-- YOUR TASK --
In the listing below, locate the lines that hold "Sync" and copy them.

-- DATA --
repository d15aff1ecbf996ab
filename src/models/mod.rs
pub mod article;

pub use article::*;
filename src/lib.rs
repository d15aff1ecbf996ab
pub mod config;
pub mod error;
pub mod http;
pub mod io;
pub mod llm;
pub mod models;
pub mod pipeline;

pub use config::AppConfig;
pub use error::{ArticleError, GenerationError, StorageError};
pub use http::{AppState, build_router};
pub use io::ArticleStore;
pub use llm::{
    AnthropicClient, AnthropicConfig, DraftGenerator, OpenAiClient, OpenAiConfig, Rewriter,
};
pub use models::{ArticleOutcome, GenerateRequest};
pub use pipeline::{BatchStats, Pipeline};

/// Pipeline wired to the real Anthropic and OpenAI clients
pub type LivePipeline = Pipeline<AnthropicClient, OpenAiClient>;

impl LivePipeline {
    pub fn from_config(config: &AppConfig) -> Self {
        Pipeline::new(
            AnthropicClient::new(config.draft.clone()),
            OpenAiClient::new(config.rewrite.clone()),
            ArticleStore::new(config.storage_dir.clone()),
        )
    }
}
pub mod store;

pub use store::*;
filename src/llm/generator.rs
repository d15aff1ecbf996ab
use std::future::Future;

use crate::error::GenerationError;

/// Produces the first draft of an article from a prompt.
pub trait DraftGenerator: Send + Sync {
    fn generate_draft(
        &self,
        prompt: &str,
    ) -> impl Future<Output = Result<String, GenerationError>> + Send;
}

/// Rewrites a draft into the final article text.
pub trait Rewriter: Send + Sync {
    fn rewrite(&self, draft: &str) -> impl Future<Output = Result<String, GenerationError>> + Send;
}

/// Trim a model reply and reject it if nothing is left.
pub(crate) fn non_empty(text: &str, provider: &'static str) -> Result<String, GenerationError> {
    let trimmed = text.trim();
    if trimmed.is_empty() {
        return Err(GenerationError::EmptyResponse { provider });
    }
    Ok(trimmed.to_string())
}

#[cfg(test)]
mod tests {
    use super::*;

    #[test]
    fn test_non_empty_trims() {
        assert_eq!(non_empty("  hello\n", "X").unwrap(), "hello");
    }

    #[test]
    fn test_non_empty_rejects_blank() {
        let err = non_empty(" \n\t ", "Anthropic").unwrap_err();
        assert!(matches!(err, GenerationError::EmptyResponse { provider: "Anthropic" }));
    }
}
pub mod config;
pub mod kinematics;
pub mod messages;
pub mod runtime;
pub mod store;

-- RESPONSE --
pub trait DraftGenerator: Send + Sync {
pub trait Rewriter: Send + Sync {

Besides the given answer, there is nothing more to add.